53Au-delà des savoir-faire thermaux, le site de Spa est aujourd’hui reconnu à l’échelle internationale pour son caractère d’innovation culturelle et sociale du thermalisme, qui a influencé un phénomène en Europe occidentale. En effet le classement Unesco reconnaît l’architecture thermale des villas et des infrastructures, l’aménagement des pouhons, la typologie urbaine des villes d’eaux, le paysage des parcs thermaux, et le cosmopolitisme culturel et artistique, comme ayant une valeur universelle particulière. La dernière spécificité exemplaire de Spa relève de la politique partenariale du Modus Vivendi, qui est clairement identifiés par l’ensemble des acteurs locaux et à l’international, comme un savoir-faire particulièrement innovant sur la protection de la ressource en eau.

2. Epaisseur historique et usage à l’origine de la notoriété : un marqueur de spécificité

54L’épaisseur historique et l’usage à l’origine de la notoriété constitue un critère important de spécificité pour les acteurs locaux. Cette idée d’antériorité renvoie à une projection d’énergie et d’informations particulières sur le territoire. La dimension historique des territoires constitue un socle identitaire commun. En considérant le territoire comme un construit social, l’antériorité historique permet l’émergence d’entités territoriales par rapport à des usages existants.

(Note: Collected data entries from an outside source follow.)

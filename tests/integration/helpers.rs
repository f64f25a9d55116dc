//! Shared helpers for integration tests

use std::path::PathBuf;
use std::process::Command;

use tempfile::TempDir;

/// Directory holding the gesture script fixtures.
pub fn fixtures_dir() -> PathBuf {
    PathBuf::from(env!("CARGO_MANIFEST_DIR"))
        .join("tests")
        .join("fixtures")
}

/// Path of a named fixture.
pub fn fixture(name: &str) -> PathBuf {
    fixtures_dir().join(name)
}

/// Run the tapseek binary with its config isolated inside `home`.
///
/// Returns (stdout, stderr, exit code).
pub fn run_tapseek(home: &TempDir, args: &[&str]) -> (String, String, i32) {
    let output = Command::new(env!("CARGO_BIN_EXE_tapseek"))
        .args(args)
        .env("NO_COLOR", "1")
        .env("TAPSEEK_CONFIG", home.path().join("config.toml"))
        .env_remove("RUST_LOG")
        .output()
        .expect("Failed to execute tapseek");

    let stdout = String::from_utf8_lossy(&output.stdout).to_string();
    let stderr = String::from_utf8_lossy(&output.stderr).to_string();
    let exit_code = output.status.code().unwrap_or(-1);

    (stdout, stderr, exit_code)
}
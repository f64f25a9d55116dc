//! Replay gesture scripts through the controller.
//!
//! Feeds every script event into a [`GestureController`] bound to a
//! [`SimulatedPlayer`], applies the emitted commands, and collects a
//! timestamped transcript. Deadlines falling between events are processed
//! at their own timestamps, so the transcript shows when a single tap
//! actually resolved or an overlay actually hid.

use anyhow::Result;
use serde::Serialize;

use crate::controller::{
    ControllerEvent, GestureConfig, GestureController, Half, PlaybackState, SeekCommand,
    SeekDirection, TapClassification, TapEvent,
};
use crate::player::{apply_command, MediaPlayer, SimulatedPlayer};
use crate::render::format_duration;
use crate::script::{GestureScript, ScriptEvent, ScriptEventKind};

/// One line of a replay transcript.
#[derive(Debug, Clone, PartialEq, Serialize)]
pub struct ReplayEntry {
    /// Clock time the event happened at
    pub timestamp_ms: u64,
    /// Player position after the event was applied
    pub playhead_secs: f64,
    #[serde(flatten)]
    pub event: ControllerEvent,
}

impl ReplayEntry {
    /// Human-readable transcript line.
    pub fn to_line(&self) -> String {
        format!(
            "{:>8}ms  {}  {}",
            self.timestamp_ms,
            format_duration(self.playhead_secs),
            describe_event(&self.event)
        )
    }
}

/// Short description of a controller event.
pub fn describe_event(event: &ControllerEvent) -> String {
    match event {
        ControllerEvent::Classified { tap } => match tap {
            TapClassification::Pending => "tap (waiting for second tap)".to_string(),
            TapClassification::Single => "single tap".to_string(),
            TapClassification::Double { half: Half::Left } => "double tap (left)".to_string(),
            TapClassification::Double { half: Half::Right } => "double tap (right)".to_string(),
        },
        ControllerEvent::Command { command } => match command {
            SeekCommand::TogglePlayPause => "toggle play/pause".to_string(),
            SeekCommand::SeekRelative { delta_secs } => format!("seek {:+}s", delta_secs),
            SeekCommand::SeekAbsolute { target_secs } => {
                format!("seek to {}", format_duration(*target_secs))
            }
        },
        ControllerEvent::OverlayShown => "overlay shown".to_string(),
        ControllerEvent::OverlayHidden => "overlay hidden".to_string(),
        ControllerEvent::SeekIndicatorShown { direction } => match direction {
            SeekDirection::Backward => "seek indicator shown (backward)".to_string(),
            SeekDirection::Forward => "seek indicator shown (forward)".to_string(),
        },
        ControllerEvent::SeekIndicatorHidden => "seek indicator hidden".to_string(),
        ControllerEvent::Scrubbed { position_secs } => {
            format!("scrub to {}", format_duration(*position_secs))
        }
    }
}

/// Drives one script through a controller and player.
struct Replayer {
    controller: GestureController,
    player: SimulatedPlayer,
    entries: Vec<ReplayEntry>,
}

impl Replayer {
    fn record(&mut self, timestamp_ms: u64, events: Vec<ControllerEvent>) {
        for event in events {
            if let ControllerEvent::Command { command } = event {
                apply_command(&mut self.player, command);
            }
            self.entries.push(ReplayEntry {
                timestamp_ms,
                playhead_secs: self.player.current_time(),
                event,
            });
        }
    }

    /// Process controller deadlines up to `until_ms`, each at its own time.
    fn run_deadlines(&mut self, until_ms: Option<u64>) {
        while let Some(deadline) = self.controller.next_deadline() {
            if until_ms.is_some_and(|until| deadline > until) {
                break;
            }
            self.player.advance_to(deadline);
            let events = self.controller.tick(deadline);
            self.record(deadline, events);
        }
    }

    fn dispatch(&mut self, event: &ScriptEvent) {
        let now = event.timestamp_ms;
        self.run_deadlines(Some(now));
        self.player.advance_to(now);

        let state = PlaybackState::from_player(&self.player);
        let x = event.x.unwrap_or(0.0);
        let events = match event.kind {
            ScriptEventKind::Tap => self.controller.on_tap(&TapEvent::new(now, x), &state),
            ScriptEventKind::Press => self.controller.press_track(x, now, &state),
            ScriptEventKind::Drag => self.controller.drag_track(x, now, &state),
            ScriptEventKind::Release => self.controller.release_track(now, &state),
            ScriptEventKind::Tick => self.controller.tick(now),
        };
        self.record(now, events);
    }
}

/// Replay a script and return its transcript.
///
/// Deadlines still pending after the last event are flushed so every tap
/// ends with a terminal classification.
///
/// # Errors
/// Fails when the configuration is invalid (zero tap window).
pub fn replay(script: &GestureScript, config: GestureConfig) -> Result<Vec<ReplayEntry>> {
    let header = &script.header;

    let mut controller = GestureController::new(config, header.container_width)?;
    if let Some(track) = header.track {
        controller.set_track_geometry(track);
    }

    let mut player = SimulatedPlayer::new(header.duration);
    if header.playing {
        player.play();
    }

    let mut replayer = Replayer {
        controller,
        player,
        entries: Vec::new(),
    };

    for event in &script.events {
        replayer.dispatch(event);
    }
    replayer.run_deadlines(None);

    tracing::debug!(
        "replayed {} event(s) over {}ms into {} transcript entries",
        script.events.len(),
        script.end_ms().unwrap_or(0),
        replayer.entries.len()
    );
    Ok(replayer.entries)
}
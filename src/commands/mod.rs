//! Subcommand handlers

pub mod completions;
pub mod config;
pub mod play;
pub mod replay;
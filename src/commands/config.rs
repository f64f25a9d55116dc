//! Config subcommands handler

use anyhow::{Context, Result};

use tapseek::theme::current_theme;
use tapseek::Config;

/// Show the effective configuration as TOML.
#[cfg(not(tarpaulin_include))]
pub fn handle_show(config: &Config) -> Result<()> {
    let toml_str = toml::to_string_pretty(config)?;
    let theme = current_theme();
    println!("{}", theme.primary_text(toml_str.trim_end()));
    Ok(())
}

/// Print the configuration file path.
#[cfg(not(tarpaulin_include))]
pub fn handle_path() -> Result<()> {
    println!("{}", Config::config_path()?.display());
    Ok(())
}

/// Open configuration file in the default editor.
///
/// Uses $EDITOR environment variable (defaults to 'vi').
#[cfg(not(tarpaulin_include))]
pub fn handle_edit() -> Result<()> {
    let config_path = Config::config_path()?;
    let theme = current_theme();

    // Ensure config exists
    if !config_path.exists() {
        Config::default().save()?;
    }

    let editor = std::env::var("EDITOR").unwrap_or_else(|_| "vi".to_string());

    println!(
        "{}",
        theme.primary_text(&format!(
            "Opening {} with {}",
            config_path.display(),
            editor
        ))
    );

    let status = std::process::Command::new(&editor)
        .arg(&config_path)
        .status()
        .with_context(|| format!("Failed to open editor: {}", editor))?;
    if !status.success() {
        anyhow::bail!("Editor exited with {}", status);
    }

    // Catch mistakes right away instead of on the next run
    Config::load_from(&config_path)?.gesture()?;
    println!("{}", theme.success_text("Config is valid."));
    Ok(())
}
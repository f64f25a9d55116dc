//! Seek track rendering.
//!
//! Displays playback progress and the scrub thumb, and defines where the
//! track sits so mouse presses can be mapped back onto it.

use std::io::Write;

use anyhow::Result;

use crate::controller::TrackGeometry;

/// Columns taken by padding and the time display next to the bar.
const CHROME_COLS: u16 = 14;

/// Format a duration in seconds to MM:SS format.
///
/// # Arguments
/// * `seconds` - Duration in seconds
///
/// # Returns
/// A string in MM:SS format
pub fn format_duration(seconds: f64) -> String {
    let total_secs = seconds as u64;
    let mins = total_secs / 60;
    let secs = total_secs % 60;
    format!("{:02}:{:02}", mins, secs)
}

/// Width of the seek track for a terminal `width` columns wide.
pub fn track_width(width: u16) -> u16 {
    width.saturating_sub(CHROME_COLS)
}

/// Geometry of the seek track in terminal columns.
///
/// The bar starts at column 1 (after one column of padding).
pub fn track_geometry(width: u16) -> TrackGeometry {
    TrackGeometry::new(1.0, track_width(width) as f64)
}

/// Build the progress bar character array.
///
/// # Arguments
/// * `bar_width` - Width of the bar in characters
/// * `position` - Displayed playback position
/// * `duration` - Total duration (0 when unknown)
///
/// # Returns
/// A tuple of (bar_chars, filled_count). An unknown duration renders an
/// empty bar with the thumb at the start.
pub fn build_progress_bar_chars(
    bar_width: usize,
    position: f64,
    duration: f64,
) -> (Vec<char>, usize) {
    let progress = if duration > 0.0 {
        (position / duration).clamp(0.0, 1.0)
    } else {
        0.0
    };

    let filled = (bar_width as f64 * progress) as usize;

    let mut bar: Vec<char> = vec!['─'; bar_width];

    if filled < bar_width {
        bar[filled] = '⏺';
    }

    (bar, filled)
}

/// Render the seek track.
///
/// # Arguments
/// * `out` - Writer to render into
/// * `width` - Terminal width
/// * `row` - Row to render at (0-indexed)
/// * `position` - Displayed playback position
/// * `duration` - Total duration
/// * `scrubbing` - Highlight the thumb while the user drags it
pub fn render_progress_bar<W: Write>(
    out: &mut W,
    width: u16,
    row: u16,
    position: f64,
    duration: f64,
    scrubbing: bool,
) -> Result<()> {
    let bar_width = track_width(width) as usize;
    let (bar, filled) = build_progress_bar_chars(bar_width, position, duration);

    let total_str = if duration > 0.0 {
        format_duration(duration)
    } else {
        "--:--".to_string()
    };
    let time_display = format!(" {}/{}", format_duration(position), total_str);

    // ANSI color codes
    const GREEN: &str = "\x1b[32m";
    const YELLOW: &str = "\x1b[33m";
    const WHITE: &str = "\x1b[97m";
    const DARK_GREY: &str = "\x1b[90m";
    const GREY: &str = "\x1b[37m";

    let mut output = String::with_capacity(width as usize * 4);
    output.push_str(&format!("\x1b[{};1H", row + 1));
    output.push_str("\x1b[48;5;236m ");

    output.push_str(GREEN);
    for (i, &c) in bar.iter().enumerate() {
        if i < filled {
            output.push('━');
        } else if i == filled {
            output.push_str(if scrubbing { YELLOW } else { WHITE });
            output.push(c);
        } else {
            output.push_str(DARK_GREY);
            output.push(c);
        }
    }

    output.push_str(GREY);
    output.push_str(&time_display);

    let used_width = 1 + bar_width + time_display.len();
    let remaining = (width as usize).saturating_sub(used_width);
    for _ in 0..remaining {
        output.push(' ');
    }

    output.push_str("\x1b[0m");
    write!(out, "{}", output)?;

    Ok(())
}
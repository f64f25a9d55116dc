//! Gesture controller errors.

/// Errors that can occur while mapping gestures to playback commands.
///
/// None of these are fatal: the controller degrades to a clamp or a no-op
/// and logs the cause.
#[derive(Debug, Clone, PartialEq, thiserror::Error)]
pub enum ControllerError {
    #[error("Invalid track geometry: width {width_px}px (origin {origin_x})")]
    InvalidGeometry { origin_x: f64, width_px: f64 },

    #[error("Invalid duration reported by player: {0}")]
    InvalidDuration(f64),

    #[error("Tap window must be a positive number of milliseconds")]
    InvalidWindow,
}
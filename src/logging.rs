//! Log output setup.
//!
//! Diagnostics go to stderr so stdout stays clean for transcripts and
//! config output. `RUST_LOG` overrides the configured level.

use anyhow::{Context, Result};
use tracing_subscriber::filter::LevelFilter;
use tracing_subscriber::prelude::*;
use tracing_subscriber::{fmt, EnvFilter};

/// Effective level once `-v` flags are applied to the configured one.
pub fn level_for_verbosity(configured: &str, verbose: u8) -> String {
    match verbose {
        0 => configured.to_string(),
        1 => "info".to_string(),
        2 => "debug".to_string(),
        _ => "trace".to_string(),
    }
}

/// Install the global subscriber.
///
/// # Errors
/// Fails on an unknown level name or if a subscriber is already installed.
pub fn init(level: &str) -> Result<()> {
    let default_level: LevelFilter = level
        .parse()
        .with_context(|| format!("Unknown log level: {}", level))?;

    let filter = EnvFilter::builder()
        .with_default_directive(default_level.into())
        .from_env_lossy();

    let no_color = std::env::var_os("NO_COLOR").is_some_and(|v| !v.is_empty());
    let layer = fmt::layer()
        .with_writer(std::io::stderr)
        .with_target(false)
        .with_ansi(!no_color)
        .with_filter(filter);

    tracing_subscriber::registry()
        .with(layer)
        .try_init()
        .context("Failed to install log subscriber")?;
    Ok(())
}

#[cfg(test)]
mod tests {
    use super::*;

    #[test]
    fn verbosity_raises_level() {
        assert_eq!(level_for_verbosity("warn", 0), "warn");
        assert_eq!(level_for_verbosity("warn", 1), "info");
        assert_eq!(level_for_verbosity("error", 2), "debug");
        assert_eq!(level_for_verbosity("warn", 7), "trace");
    }

    #[test]
    fn unknown_level_is_rejected() {
        assert!(init("chatty").is_err());
    }
}
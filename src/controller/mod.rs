//! Gesture and seek controller for video transport controls.
//!
//! Turns raw touch input into playback commands and transient visibility
//! signals. Nothing here renders or talks to a real player; hosts feed
//! events in and apply the emitted [`ControllerEvent`]s.
//!
//! # Architecture
//!
//! - `tap`: single/double tap disambiguation
//! - `seek`: track position mapping and clamped seeking
//! - `timer`: debounced visibility countdowns
//! - `scrub`: drag state for the seek track
//! - `state`: playback snapshot and command types
//!
//! # Time
//!
//! All operations take a monotonic `now_ms`. Deadlines that fall due
//! between two inputs are processed in deadline order before the later
//! input, so output order matches input order regardless of how often the
//! host calls [`GestureController::tick`].

mod error;
mod scrub;
mod seek;
mod state;
mod tap;
mod timer;

pub use error::ControllerError;
pub use scrub::ScrubState;
pub use seek::{map_position_to_fraction, relative_seek, seek_to_fraction, TrackGeometry};
pub use state::{check_duration, sanitize_duration, PlaybackState, SeekCommand};
pub use tap::{
    classify_tap, Half, TapClassification, TapDetector, TapEvent,
    DEFAULT_TAP_WINDOW_MS,
};
pub use timer::{DebounceTimer, DEFAULT_OVERLAY_MS, DEFAULT_SEEK_INDICATOR_MS};

use serde::Serialize;

/// Default jump for double taps and arrow keys.
pub const DEFAULT_SEEK_STEP_SECS: f64 = 10.0;

/// Tunables for a [`GestureController`].
#[derive(Debug, Clone, Copy, PartialEq)]
pub struct GestureConfig {
    /// Single/double tap disambiguation window
    pub tap_window_ms: u64,
    /// Seconds skipped by a double tap
    pub seek_step_secs: f64,
    /// Visibility of the play/pause overlay
    pub overlay_ms: u64,
    /// Visibility of the seek-direction indicator
    pub seek_indicator_ms: u64,
}

impl Default for GestureConfig {
    fn default() -> Self {
        Self {
            tap_window_ms: DEFAULT_TAP_WINDOW_MS,
            seek_step_secs: DEFAULT_SEEK_STEP_SECS,
            overlay_ms: DEFAULT_OVERLAY_MS,
            seek_indicator_ms: DEFAULT_SEEK_INDICATOR_MS,
        }
    }
}

/// Direction shown by the seek indicator.
#[derive(Debug, Clone, Copy, PartialEq, Eq, Serialize)]
#[serde(rename_all = "snake_case")]
pub enum SeekDirection {
    Backward,
    Forward,
}

impl From<Half> for SeekDirection {
    fn from(half: Half) -> Self {
        match half {
            Half::Left => SeekDirection::Backward,
            Half::Right => SeekDirection::Forward,
        }
    }
}

/// Output of the controller, in the order it happened.
#[derive(Debug, Clone, Copy, PartialEq, Serialize)]
#[serde(tag = "event", rename_all = "snake_case")]
pub enum ControllerEvent {
    /// A tap was classified (including `Pending`)
    Classified { tap: TapClassification },
    /// A command for the media player
    Command { command: SeekCommand },
    OverlayShown,
    OverlayHidden,
    SeekIndicatorShown { direction: SeekDirection },
    SeekIndicatorHidden,
    /// The displayed scrub position moved while dragging
    Scrubbed { position_secs: f64 },
}

/// Which deadline falls due next.
#[derive(Debug, Clone, Copy, PartialEq, Eq)]
enum Signal {
    Overlay,
    SeekIndicator,
    TapWindow,
}

/// Stateful controller for one player surface.
#[derive(Debug, Clone)]
pub struct GestureController {
    config: GestureConfig,
    taps: TapDetector,
    overlay: DebounceTimer,
    seek_indicator: DebounceTimer,
    seek_direction: Option<SeekDirection>,
    scrub: ScrubState,
    container_width: f64,
    track: Option<TrackGeometry>,
}

impl GestureController {
    /// Create a controller for a surface `container_width` wide.
    ///
    /// # Errors
    /// `ControllerError::InvalidWindow` when the tap window is 0.
    pub fn new(config: GestureConfig, container_width: f64) -> Result<Self, ControllerError> {
        Ok(Self {
            taps: TapDetector::new(config.tap_window_ms)?,
            overlay: DebounceTimer::new(config.overlay_ms),
            seek_indicator: DebounceTimer::new(config.seek_indicator_ms),
            seek_direction: None,
            scrub: ScrubState::default(),
            container_width,
            track: None,
            config,
        })
    }

    pub fn config(&self) -> &GestureConfig {
        &self.config
    }

    /// Update the surface width after a layout change.
    pub fn set_container_width(&mut self, width: f64) {
        self.container_width = width;
    }

    /// Update the measured seek-track bounds.
    pub fn set_track_geometry(&mut self, geometry: TrackGeometry) {
        self.track = Some(geometry);
    }

    pub fn is_dragging(&self) -> bool {
        self.scrub.is_dragging()
    }

    /// Whether the play/pause overlay is visible at `now_ms`.
    pub fn overlay_visible(&self, now_ms: u64) -> bool {
        self.overlay.is_visible(now_ms)
    }

    /// Seek indicator direction, if visible at `now_ms`.
    pub fn seek_indicator(&self, now_ms: u64) -> Option<SeekDirection> {
        if self.seek_indicator.is_visible(now_ms) {
            self.seek_direction
        } else {
            None
        }
    }

    /// Position the UI should display, given the latest polled position.
    pub fn displayed_position(&self, polled_secs: f64) -> f64 {
        self.scrub.displayed(polled_secs)
    }

    /// Earliest pending deadline, for scheduling a single wake-up.
    pub fn next_deadline(&self) -> Option<u64> {
        self.next_due().map(|(deadline, _)| deadline)
    }

    /// Process every deadline up to and including `now_ms`.
    pub fn tick(&mut self, now_ms: u64) -> Vec<ControllerEvent> {
        let mut out = Vec::new();
        self.advance(now_ms, &mut out);
        out
    }

    /// Handle a tap on the video surface.
    pub fn on_tap(&mut self, event: &TapEvent, state: &PlaybackState) -> Vec<ControllerEvent> {
        let mut out = Vec::new();
        self.advance(event.timestamp_ms, &mut out);

        // advance() has already resolved any tap whose window closed
        let current = self.taps.tap(event, self.container_width);

        tracing::debug!(
            "tap at {}ms x={:.1} -> {:?}",
            event.timestamp_ms,
            event.x,
            current
        );
        out.push(ControllerEvent::Classified { tap: current });

        if let TapClassification::Double { half } = current {
            let delta = match half {
                Half::Left => -self.config.seek_step_secs,
                Half::Right => self.config.seek_step_secs,
            };
            self.push_seek(delta, event.timestamp_ms, state, &mut out);
        }

        out
    }

    /// Keyboard-style relative seek; shows the seek indicator.
    pub fn seek_by(
        &mut self,
        delta_secs: f64,
        now_ms: u64,
        state: &PlaybackState,
    ) -> Vec<ControllerEvent> {
        let mut out = Vec::new();
        self.advance(now_ms, &mut out);
        self.push_seek(delta_secs, now_ms, state, &mut out);
        out
    }

    /// Explicit play/pause toggle (button or key); shows the overlay.
    pub fn toggle_play_pause(&mut self, now_ms: u64) -> Vec<ControllerEvent> {
        let mut out = Vec::new();
        self.advance(now_ms, &mut out);
        out.push(ControllerEvent::Command {
            command: SeekCommand::TogglePlayPause,
        });
        self.show_overlay(now_ms, &mut out);
        out
    }

    /// Press on the seek track: start a scrub at the pressed position.
    ///
    /// Unusable geometry is logged and the press ignored.
    pub fn press_track(
        &mut self,
        x: f64,
        now_ms: u64,
        state: &PlaybackState,
    ) -> Vec<ControllerEvent> {
        let mut out = Vec::new();
        self.advance(now_ms, &mut out);
        self.scrub_to(x, now_ms, state, &mut out);
        out
    }

    /// Drag along the seek track. Ignored unless a press started a scrub.
    pub fn drag_track(
        &mut self,
        x: f64,
        now_ms: u64,
        state: &PlaybackState,
    ) -> Vec<ControllerEvent> {
        let mut out = Vec::new();
        self.advance(now_ms, &mut out);
        if self.scrub.is_dragging() {
            self.scrub_to(x, now_ms, state, &mut out);
        } else {
            tracing::debug!("drag at x={:.1} without a press, ignoring", x);
        }
        out
    }

    /// Release the seek track: seek to the last scrubbed position.
    pub fn release_track(&mut self, now_ms: u64, state: &PlaybackState) -> Vec<ControllerEvent> {
        let mut out = Vec::new();
        self.advance(now_ms, &mut out);
        if let Some(position) = self.scrub.release() {
            // Clamp against the duration as it is now, not at press time
            let command = relative_seek(position, state.duration, 0.0);
            tracing::debug!("scrub released -> {:?}", command);
            out.push(ControllerEvent::Command { command });
            self.show_overlay(now_ms, &mut out);
        }
        out
    }

    fn scrub_to(
        &mut self,
        x: f64,
        now_ms: u64,
        state: &PlaybackState,
        out: &mut Vec<ControllerEvent>,
    ) {
        let Some(geometry) = self.track else {
            tracing::warn!("seek track has not been measured yet, ignoring press");
            return;
        };

        let fraction = match map_position_to_fraction(x, &geometry) {
            Ok(fraction) => fraction,
            Err(e) => {
                tracing::warn!("{}, ignoring press", e);
                return;
            }
        };

        let position_secs = seek_to_fraction(fraction, state.duration)
            .target_secs()
            .unwrap_or(0.0);
        self.scrub.update(position_secs);
        out.push(ControllerEvent::Scrubbed { position_secs });
        self.show_overlay(now_ms, out);
    }

    fn push_seek(
        &mut self,
        delta_secs: f64,
        now_ms: u64,
        state: &PlaybackState,
        out: &mut Vec<ControllerEvent>,
    ) {
        let command = SeekCommand::SeekRelative { delta_secs }.resolve(state);
        tracing::debug!("seek {:+}s -> {:?}", delta_secs, command);
        out.push(ControllerEvent::Command { command });

        let direction = if delta_secs < 0.0 {
            SeekDirection::Backward
        } else {
            SeekDirection::Forward
        };
        let newly_shown = self.seek_indicator.trigger(now_ms);
        if newly_shown || self.seek_direction != Some(direction) {
            out.push(ControllerEvent::SeekIndicatorShown { direction });
        }
        self.seek_direction = Some(direction);
    }

    fn resolve_single(&mut self, at_ms: u64, out: &mut Vec<ControllerEvent>) {
        tracing::debug!("tap window closed at {}ms -> Single", at_ms);
        out.push(ControllerEvent::Classified {
            tap: TapClassification::Single,
        });
        out.push(ControllerEvent::Command {
            command: SeekCommand::TogglePlayPause,
        });
        self.show_overlay(at_ms, out);
    }

    fn show_overlay(&mut self, at_ms: u64, out: &mut Vec<ControllerEvent>) {
        if self.overlay.trigger(at_ms) {
            out.push(ControllerEvent::OverlayShown);
        }
    }

    fn next_due(&self) -> Option<(u64, Signal)> {
        // Ties resolve in this order: an expiring signal hides before a
        // tap resolution retriggers it.
        [
            (self.overlay.deadline(), Signal::Overlay),
            (self.seek_indicator.deadline(), Signal::SeekIndicator),
            (self.taps.deadline(), Signal::TapWindow),
        ]
        .into_iter()
        .filter_map(|(deadline, signal)| deadline.map(|d| (d, signal)))
        .min_by_key(|(deadline, _)| *deadline)
    }

    fn advance(&mut self, now_ms: u64, out: &mut Vec<ControllerEvent>) {
        while let Some((deadline, signal)) = self.next_due() {
            if deadline > now_ms {
                break;
            }
            match signal {
                Signal::Overlay => {
                    if self.overlay.expire(deadline) {
                        out.push(ControllerEvent::OverlayHidden);
                    }
                }
                Signal::SeekIndicator => {
                    if self.seek_indicator.expire(deadline) {
                        self.seek_direction = None;
                        out.push(ControllerEvent::SeekIndicatorHidden);
                    }
                }
                Signal::TapWindow => {
                    if self.taps.resolve_due(deadline).is_some() {
                        self.resolve_single(deadline, out);
                    }
                }
            }
        }
    }
}
//! Drag-to-scrub state for the seek track.

/// Scrub position held while the user drags along the track.
///
/// While dragging, polled player positions are ignored for display so the
/// thumb stays under the finger until release.
#[derive(Debug, Clone, Copy, Default, PartialEq)]
pub struct ScrubState {
    dragging: bool,
    position_secs: f64,
}

impl ScrubState {
    pub fn is_dragging(&self) -> bool {
        self.dragging
    }

    /// Start or continue a drag at `position_secs`.
    pub fn update(&mut self, position_secs: f64) {
        self.dragging = true;
        self.position_secs = position_secs;
    }

    /// End the drag, returning the last scrubbed position.
    pub fn release(&mut self) -> Option<f64> {
        if !self.dragging {
            return None;
        }
        self.dragging = false;
        Some(self.position_secs)
    }

    /// Position to display given the latest polled player position.
    pub fn displayed(&self, polled_secs: f64) -> f64 {
        if self.dragging {
            self.position_secs
        } else {
            polled_secs
        }
    }
}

Ce partage d’une histoire commune est le fondement d’une communauté de destins. Sur les territoires de la filière EMN, l’antériorité historique est considérée comme un gage de qualité. Les sites de Spa et Chaudfontaine font partie des quelques villes thermales très en vogue au XVIIIe et XIXe siècle qui sont devenus des villes d’eau où l’usage majeur est devenu l’embouteillage. Les minéraliers mobilisent fortement cette antériorité comme valeur supplémentaire spécifique pour l’EMN. La tradition thermale de Spa et Chaudfontaine a plus de 300 ans. Les premiers thermes et l’embouteillage à Spa remonte au XVIe siècle. A Chaudfontaine, le premier hôtel des bains a été construit en 1714 et l’embouteillage pour les baigneurs a débutée en 1729. Cette histoire donne une image différenciante. En Belgique, Spa et Chaudfontaine sont de grands noms pour l’eau. Dans l’esprit des Belges, ce sont des EMN supérieure, parce qu’il y a de manière complémentaire des thermes et de l’embouteillage. Les gens viennent aux thermes car ils savent que les établissements sont alimentés en EMN. Dans les thermes, les gens disent qu’ils veulent faire des soins parce que c’est de l’EMN de Spa et de Chaudfontaine (Figure 7).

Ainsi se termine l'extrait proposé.